## Exercise objective
Make a word-for-word copy of the entries below from their first line through the line with "use crate::config::GalleryConfig;", and add nothing.

## Supplied records
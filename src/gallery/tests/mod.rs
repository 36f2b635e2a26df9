//! Scenario tests for the gallery controller, run against a `MemorySurface`.

mod lightbox_tests;
mod load_tests;

use std::time::Duration;

use folio_ui::{ElementId, ElementKind, Event, MemorySurface, Surface};

use super::GalleryController;
use crate::config::GalleryConfig;
use crate::constants::{attrs, classes, ids};
use crate::data::StaticSource;
use crate::message::GalleryMessage;
use crate::model::Project;

pub(super) type TestSurface = MemorySurface<GalleryMessage>;
pub(super) type TestController = GalleryController<TestSurface>;

/// Filter control values placed on the scaffold page, in order.
pub(super) const FILTER_VALUES: [&str; 3] = ["all", "web", "design"];

/// A page with a filter bar and an empty gallery container.
pub(super) fn scaffold_page() -> TestSurface {
    crate::scaffold::page_scaffold(&FILTER_VALUES)
}

/// Projects with categories `[web, web, design]`.
pub(super) fn sample_projects() -> Vec<Project> {
    vec![
        Project::new("Loja Online", "web", "img/loja.jpg")
            .with_description("Catálogo com carrinho")
            .with_thumbnail("img/loja-thumb.jpg")
            .with_technology("HTML")
            .with_technology("CSS"),
        Project::new("Blog Pessoal", "web", "img/blog.jpg")
            .with_description("Blog estático")
            .with_technology("JavaScript"),
        Project::new("Identidade Visual", "design", "img/logo.jpg")
            .with_description("Logo e paleta")
            .with_technology("Figma"),
    ]
}

/// `count` projects in a single category.
pub(super) fn numbered_projects(count: usize) -> Vec<Project> {
    (0..count)
        .map(|i| Project::new(format!("Projeto {}", i), "web", format!("img/{}.jpg", i)))
        .collect()
}

pub(super) fn document_json(projects: &[Project]) -> String {
    serde_json::json!({ "projetos": projects }).to_string()
}

/// A controller on the scaffold page with `projects` already loaded.
pub(super) fn loaded_controller(projects: &[Project]) -> TestController {
    let config = GalleryConfig::default();
    let source = StaticSource::new().with_document(config.data_path.clone(), document_json(projects));
    let mut controller = GalleryController::new(scaffold_page(), config).unwrap();
    pollster::block_on(controller.load(&source));
    controller
}

pub(super) fn filter_control(controller: &TestController, value: &str) -> ElementId {
    controller
        .filters()
        .controls()
        .iter()
        .find(|(_, key)| key.as_str() == value)
        .map(|&(control, _)| control)
        .unwrap()
}

/// Click the filter control for `value` and let the transition finish.
pub(super) fn select_filter(controller: &mut TestController, value: &str) {
    let control = filter_control(controller, value);
    controller.dispatch(Event::Click(control));
    let transition = controller.config().transition();
    controller.dispatch(Event::Tick(transition + Duration::from_millis(1)));
}

/// Cards currently in the container.
pub(super) fn cards(controller: &TestController) -> Vec<ElementId> {
    let container = controller.container();
    controller
        .surface()
        .children(container)
        .iter()
        .copied()
        .filter(|&child| controller.surface().has_class(child, classes::CARD))
        .collect()
}

/// Titles of the rendered cards, in document order.
pub(super) fn card_titles(controller: &TestController) -> Vec<String> {
    let surface = controller.surface();
    cards(controller)
        .into_iter()
        .map(|card| {
            let heading = find_descendant(surface, card, ElementKind::Heading).unwrap();
            surface.text_content(heading)
        })
        .collect()
}

/// Lightbox triggers currently rendered, in document order.
pub(super) fn triggers(controller: &mut TestController) -> Vec<ElementId> {
    controller
        .surface_mut()
        .find_all(&folio_ui::Selector::attribute(attrs::LIGHTBOX))
}

/// Depth-first search for the first descendant of `kind`.
pub(super) fn find_descendant(
    surface: &TestSurface,
    element: ElementId,
    kind: ElementKind,
) -> Option<ElementId> {
    for &child in surface.children(element) {
        if surface.kind(child) == Some(kind) {
            return Some(child);
        }
        if let Some(found) = find_descendant(surface, child, kind) {
            return Some(found);
        }
    }
    None
}
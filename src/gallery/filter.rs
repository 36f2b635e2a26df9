//! Category filter controls.
//!
//! Controls are whatever elements on the page carry the filter-button class;
//! each holds its key in the filter attribute. Exactly one control is marked
//! active at a time.

use folio_ui::{ElementId, Handler, Selector, Surface};

use super::FilterKey;
use crate::constants::{attrs, classes};
use crate::message::GalleryMessage;

/// The set of filter controls found on the page.
#[derive(Debug, Default)]
pub struct FilterBar {
    controls: Vec<(ElementId, FilterKey)>,
    bound: bool,
}

impl FilterBar {
    pub fn new() -> Self {
        Self::default()
    }

    /// Discover the controls and subscribe to them. Only the first call has any effect.
    pub fn bind<S: Surface<Message = GalleryMessage>>(&mut self, surface: &mut S) {
        if self.bound {
            return;
        }
        self.bound = true;

        for control in surface.find_all(&Selector::class(classes::FILTER_BUTTON)) {
            let Some(value) = surface.attribute(control, attrs::FILTER) else {
                log::warn!("Filter control {} has no {} attribute", control, attrs::FILTER);
                continue;
            };
            let key = FilterKey::from_control_value(&value);
            let message_key = key.clone();
            surface.on_click(
                control,
                Handler::new(move |_| {
                    Some(GalleryMessage::FilterSelected {
                        control,
                        key: message_key.clone(),
                    })
                }),
            );
            self.controls.push((control, key));
        }

        log::debug!("Bound {} filter controls", self.controls.len());
    }

    pub fn controls(&self) -> &[(ElementId, FilterKey)] {
        &self.controls
    }

    /// Mark `control` active and every other control inactive.
    pub fn select<S: Surface>(&self, surface: &mut S, control: ElementId) {
        for &(other, _) in &self.controls {
            surface.remove_class(other, classes::ACTIVE);
        }
        surface.add_class(control, classes::ACTIVE);
    }

    /// Mark the first control carrying `key` active, if there is one.
    pub fn sync_active<S: Surface>(&self, surface: &mut S, key: &FilterKey) {
        if let Some(&(control, _)) = self.controls.iter().find(|(_, k)| k == key) {
            self.select(surface, control);
        }
    }
}
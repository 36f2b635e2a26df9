//! Data source trait and its implementations.

use std::collections::HashMap;

use web_time::Instant;

use super::LoadError;
use crate::model::SiteDocument;

/// Something that can produce the text of a document given its relative path.
///
/// Fetches are one-shot: no retries, no timeout, no cancellation.
pub trait DataSource {
    /// Retrieve the raw document text stored under `path`.
    fn fetch(&self, path: &str) -> impl Future<Output = Result<String, LoadError>>;
}

/// Fetch `path` from `source` and parse it as a [`SiteDocument`].
pub async fn load_document<D: DataSource>(
    source: &D,
    path: &str,
) -> Result<SiteDocument, LoadError> {
    let start = Instant::now();
    let result = source.fetch(path).await;
    log::debug!(
        "Fetched {} in {:.1}ms",
        path,
        start.elapsed().as_secs_f64() * 1000.0
    );
    let document = SiteDocument::from_json(&result?)?;
    Ok(document)
}

/// Documents held in memory, keyed by path.
#[derive(Debug, Clone, Default)]
pub struct StaticSource {
    documents: HashMap<String, String>,
}

impl StaticSource {
    /// Create an empty source; every fetch fails with `NotFound`.
    pub fn new() -> Self {
        Self::default()
    }

    /// Builder: serve `text` under `path`.
    pub fn with_document(mut self, path: impl Into<String>, text: impl Into<String>) -> Self {
        self.documents.insert(path.into(), text.into());
        self
    }
}

impl DataSource for StaticSource {
    async fn fetch(&self, path: &str) -> Result<String, LoadError> {
        self.documents
            .get(path)
            .cloned()
            .ok_or_else(|| LoadError::not_found(path))
    }
}

/// Documents read from disk, relative to a root directory (native only).
#[cfg(not(target_arch = "wasm32"))]
#[derive(Debug, Clone)]
pub struct FileSource {
    root: std::path::PathBuf,
}

#[cfg(not(target_arch = "wasm32"))]
impl FileSource {
    pub fn new(root: impl Into<std::path::PathBuf>) -> Self {
        Self { root: root.into() }
    }
}

#[cfg(not(target_arch = "wasm32"))]
impl DataSource for FileSource {
    async fn fetch(&self, path: &str) -> Result<String, LoadError> {
        let full_path = self.root.join(path);
        log::debug!("Reading data document {:?}", full_path);
        std::fs::read_to_string(&full_path).map_err(|source| match source.kind() {
            std::io::ErrorKind::NotFound => LoadError::not_found(path),
            _ => LoadError::Io {
                path: path.to_string(),
                source,
            },
        })
    }
}

/// One unauthenticated GET through the browser's `fetch` (wasm32 only).
#[cfg(target_arch = "wasm32")]
#[derive(Debug, Clone, Copy, Default)]
pub struct HttpSource;

#[cfg(target_arch = "wasm32")]
impl DataSource for HttpSource {
    async fn fetch(&self, path: &str) -> Result<String, LoadError> {
        use wasm_bindgen::JsCast;
        use wasm_bindgen_futures::JsFuture;

        let js_error = |e: wasm_bindgen::JsValue| LoadError::fetch(path, format!("{:?}", e));

        let window = web_sys::window().ok_or_else(|| LoadError::fetch(path, "no window"))?;
        let response = JsFuture::from(window.fetch_with_str(path))
            .await
            .map_err(js_error)?;
        let response: web_sys::Response = response.dyn_into().map_err(js_error)?;

        if !response.ok() {
            return Err(LoadError::Status {
                path: path.to_string(),
                status: response.status(),
            });
        }

        let body = JsFuture::from(response.text().map_err(js_error)?)
            .await
            .map_err(js_error)?;
        body.as_string()
            .ok_or_else(|| LoadError::fetch(path, "response body is not text"))
    }
}
//! `SqliteDatabase` is the concrete storage backend for the order payment engine.
//!
//! It implements the [`traits`](crate::traits) contracts on top of a SQLite pool. All multi-step
//! flows run inside a single transaction; status transitions additionally carry the optimistic
//! guard from [`db::orders::transition_order`] so racing reconcilers cannot double-apply side
//! effects.
use std::fmt::Debug;

use chrono::Utc;
use log::*;
use ops_common::Money;
use sqlx::SqlitePool;

use super::db::{carts, customers, inventory, notifications, order_items, orders, orders::PaidAtChange, new_pool};
use crate::{
    db_types::{
        Customer,
        NewCustomer,
        NewOrderRequest,
        NewProduct,
        Order,
        OrderItem,
        OrderNumber,
        OrderStatus,
        PaymentStatus,
        Product,
    },
    helpers::generate_order_number,
    reconciliation::{GatewayUpdate, StatusMapping},
    traits::{OrderFlowDatabase, OrderFlowError, OrderManagement, TransitionOutcome},
};

#[derive(Clone)]
pub struct SqliteDatabase {
    url: String,
    pool: SqlitePool,
}

impl Debug for SqliteDatabase {
    fn fmt(&self, f: &mut std::fmt::Formatter<'_>) -> std::fmt::Result {
        writeln!(f, "SqliteDatabase ({:?})", self.pool)
    }
}

impl SqliteDatabase {
    /// Creates a new database connection pool with `max_connections` connections.
    pub async fn new_with_url(url: &str, max_connections: u32) -> Result<Self, OrderFlowError> {
        let pool = new_pool(url, max_connections).await?;
        Ok(Self { url: url.to_string(), pool })
    }

    pub fn pool(&self) -> &SqlitePool {
        &self.pool
    }

    //------------------------------ Collaborator interfaces (catalogue, cart, users) -----------------------------
    // These back the storefront surfaces that sit outside this service. They exist here so that
    // the engine's own flows (and its tests) can exercise the store end to end.

    pub async fn insert_customer(&self, customer: NewCustomer) -> Result<Customer, OrderFlowError> {
        let mut conn = self.pool.acquire().await?;
        let customer = customers::insert_customer(&customer, &mut conn).await?;
        Ok(customer)
    }

    pub async fn insert_product(&self, product: NewProduct) -> Result<Product, OrderFlowError> {
        let mut conn = self.pool.acquire().await?;
        let product = inventory::insert_product(&product, &mut conn).await?;
        Ok(product)
    }

    pub async fn update_product_price(&self, product_id: i64, price: Money) -> Result<(), OrderFlowError> {
        let mut conn = self.pool.acquire().await?;
        inventory::update_price(product_id, price, &mut conn).await?;
        Ok(())
    }

    pub async fn add_to_cart(
        &self,
        customer_id: i64,
        product_id: i64,
        quantity: i64,
    ) -> Result<(), OrderFlowError> {
        let mut conn = self.pool.acquire().await?;
        carts::upsert_cart_line(customer_id, product_id, quantity, &mut conn).await?;
        Ok(())
    }

    pub async fn count_notification_dead_letters(&self, order_id: i64) -> Result<i64, OrderFlowError> {
        let mut conn = self.pool.acquire().await?;
        let count = notifications::count_dead_letters(order_id, &mut conn).await?;
        Ok(count)
    }
}

impl OrderManagement for SqliteDatabase {
    async fn fetch_order_by_number(&self, order_number: &OrderNumber) -> Result<Option<Order>, OrderFlowError> {
        let mut conn = self.pool.acquire().await?;
        let order = orders::fetch_order_by_number(order_number, &mut conn).await?;
        Ok(order)
    }

    async fn fetch_order_items(&self, order_id: i64) -> Result<Vec<OrderItem>, OrderFlowError> {
        let mut conn = self.pool.acquire().await?;
        let items = order_items::fetch_items_for_order(order_id, &mut conn).await?;
        Ok(items)
    }

    async fn fetch_orders_for_customer(&self, customer_id: i64) -> Result<Vec<Order>, OrderFlowError> {
        let mut conn = self.pool.acquire().await?;
        let orders = orders::fetch_orders_for_customer(customer_id, &mut conn).await?;
        Ok(orders)
    }

    async fn fetch_customer(&self, customer_id: i64) -> Result<Option<Customer>, OrderFlowError> {
        let mut conn = self.pool.acquire().await?;
        let customer = customers::fetch_customer(customer_id, &mut conn).await?;
        Ok(customer)
    }

    async fn fetch_product(&self, product_id: i64) -> Result<Option<Product>, OrderFlowError> {
        let mut conn = self.pool.acquire().await?;
        let product = inventory::fetch_product(product_id, &mut conn).await?;
        Ok(product)
    }
}

impl OrderFlowDatabase for SqliteDatabase {
    fn url(&self) -> &str {
        self.url.as_str()
    }

    async fn create_order_from_cart(&self, req: NewOrderRequest) -> Result<(Order, Vec<OrderItem>), OrderFlowError> {
        let mut tx = self.pool.begin().await?;
        let entries = carts::fetch_cart_entries(req.customer_id, &mut tx).await?;
        if entries.is_empty() {
            return Err(OrderFlowError::EmptyCart);
        }
        // Early validation against the stock read in this transaction. The conditional decrement
        // in reserve_stock re-asserts the same invariant at write time.
        for entry in &entries {
            if entry.quantity > entry.stock {
                return Err(OrderFlowError::InsufficientStock {
                    product: entry.product_name.clone(),
                    requested: entry.quantity,
                    available: entry.stock,
                });
            }
        }
        let items_total: Money = entries.iter().map(|e| e.unit_price * e.quantity).sum();
        let total_amount = items_total + req.shipping_fee;
        let order_number = generate_order_number();
        let order = orders::insert_order(&order_number, &req, total_amount, &mut tx).await?;
        let items = order_items::insert_items(order.id, &entries, &mut tx).await?;
        inventory::reserve_stock(&entries, &mut tx).await?;
        let cleared = carts::clear_cart(req.customer_id, &mut tx).await?;
        tx.commit().await?;
        debug!(
            "🗃️ Order {order_number} created for customer #{}: {} item(s), total {total_amount}, {cleared} cart \
             line(s) cleared",
            req.customer_id,
            items.len()
        );
        Ok((order, items))
    }

    async fn save_gateway_token(
        &self,
        order_number: &OrderNumber,
        token: &str,
        redirect_url: &str,
    ) -> Result<Order, OrderFlowError> {
        let mut conn = self.pool.acquire().await?;
        let order = orders::update_gateway_token(order_number, token, redirect_url, &mut conn)
            .await?
            .ok_or_else(|| OrderFlowError::OrderNotFound(order_number.clone()))?;
        debug!("🗃️ Gateway token stored for order {order_number}");
        Ok(order)
    }

    async fn apply_transition(
        &self,
        order_number: &OrderNumber,
        mapping: StatusMapping,
        update: &GatewayUpdate,
    ) -> Result<TransitionOutcome, OrderFlowError> {
        let mut tx = self.pool.begin().await?;
        let order = orders::fetch_order_by_number(order_number, &mut tx)
            .await?
            .ok_or_else(|| OrderFlowError::OrderNotFound(order_number.clone()))?;
        let target_status = mapping.order_status.unwrap_or(order.status);
        let target_payment = mapping.payment_status;
        if order.status == target_status && order.payment_status == target_payment {
            trace!("🗃️ Order {order_number} already at {target_status}/{target_payment}; nothing to apply");
            return Ok(TransitionOutcome::unchanged(order));
        }
        let became_paid = target_payment == PaymentStatus::Paid && order.payment_status != PaymentStatus::Paid;
        let newly_cancelled = target_status == OrderStatus::Cancelled && order.status != OrderStatus::Cancelled;
        let paid_at = if became_paid {
            PaidAtChange::Set(update.event_time.unwrap_or_else(Utc::now))
        } else if matches!(target_payment, PaymentStatus::Cancelled | PaymentStatus::Refund) {
            PaidAtChange::Clear
        } else {
            PaidAtChange::Keep
        };
        let updated = orders::transition_order(
            &order,
            target_status,
            target_payment,
            update.transaction_id.as_deref(),
            update.payment_type.as_deref(),
            paid_at,
            &mut tx,
        )
        .await?;
        let updated = match updated {
            Some(order) => order,
            None => {
                // A concurrent reconciler moved the order between our read and our write. Its
                // transaction owns the side effects; report the state it left behind.
                drop(tx);
                let mut conn = self.pool.acquire().await?;
                let current = orders::fetch_order_by_number(order_number, &mut conn)
                    .await?
                    .ok_or_else(|| OrderFlowError::OrderNotFound(order_number.clone()))?;
                info!("🗃️ Order {order_number} was reconciled concurrently; this update is a no-op");
                return Ok(TransitionOutcome::unchanged(current));
            },
        };
        if newly_cancelled {
            let items = order_items::fetch_items_for_order(order.id, &mut tx).await?;
            inventory::restore_stock(&items, &mut tx).await?;
        }
        tx.commit().await?;
        debug!("🗃️ Order {order_number} moved to {target_status}/{target_payment}");
        Ok(TransitionOutcome { order: updated, changed: true, became_paid, inventory_restored: newly_cancelled })
    }

    async fn cancel_pending_order(
        &self,
        order_number: &OrderNumber,
        customer_id: i64,
    ) -> Result<TransitionOutcome, OrderFlowError> {
        let mut tx = self.pool.begin().await?;
        let order = orders::fetch_order_by_number(order_number, &mut tx)
            .await?
            // Another customer's order is reported as absent rather than forbidden.
            .filter(|o| o.customer_id == customer_id)
            .ok_or_else(|| OrderFlowError::OrderNotFound(order_number.clone()))?;
        if order.status != OrderStatus::Pending {
            return Err(OrderFlowError::CancelNotAllowed(order.status));
        }
        let updated = orders::transition_order(
            &order,
            OrderStatus::Cancelled,
            PaymentStatus::Cancelled,
            None,
            None,
            PaidAtChange::Clear,
            &mut tx,
        )
        .await?;
        let updated = match updated {
            Some(order) => order,
            None => {
                drop(tx);
                let mut conn = self.pool.acquire().await?;
                let current = orders::fetch_order_by_number(order_number, &mut conn)
                    .await?
                    .ok_or_else(|| OrderFlowError::OrderNotFound(order_number.clone()))?;
                // A late gateway notification got there first. If it cancelled the order, the
                // customer's request is already satisfied and the stock is already restored.
                return if current.status == OrderStatus::Cancelled {
                    info!("🗃️ Order {order_number} was already cancelled by a concurrent notification");
                    Ok(TransitionOutcome::unchanged(current))
                } else {
                    Err(OrderFlowError::CancelNotAllowed(current.status))
                };
            },
        };
        let items = order_items::fetch_items_for_order(order.id, &mut tx).await?;
        inventory::restore_stock(&items, &mut tx).await?;
        tx.commit().await?;
        debug!("🗃️ Order {order_number} cancelled by customer #{customer_id}; stock restored");
        Ok(TransitionOutcome { order: updated, changed: true, became_paid: false, inventory_restored: true })
    }

    async fn record_notification_failure(&self, order_id: i64, reason: &str) -> Result<(), OrderFlowError> {
        let mut conn = self.pool.acquire().await?;
        notifications::insert_dead_letter(order_id, reason, &mut conn).await?;
        Ok(())
    }

    async fn close(&mut self) -> Result<(), OrderFlowError> {
        self.pool.close().await;
        Ok(())
    }
}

## Result of the exercise
filename src/gallery/tests/mod.rs
repository 36f2b635e2a26df9
//! Scenario tests for the gallery controller, run against a `MemorySurface`.

mod lightbox_tests;
mod load_tests;

use std::time::Duration;

use folio_ui::{ElementId, ElementKind, Event, MemorySurface, Surface};

use super::GalleryController;
use crate::config::GalleryConfig;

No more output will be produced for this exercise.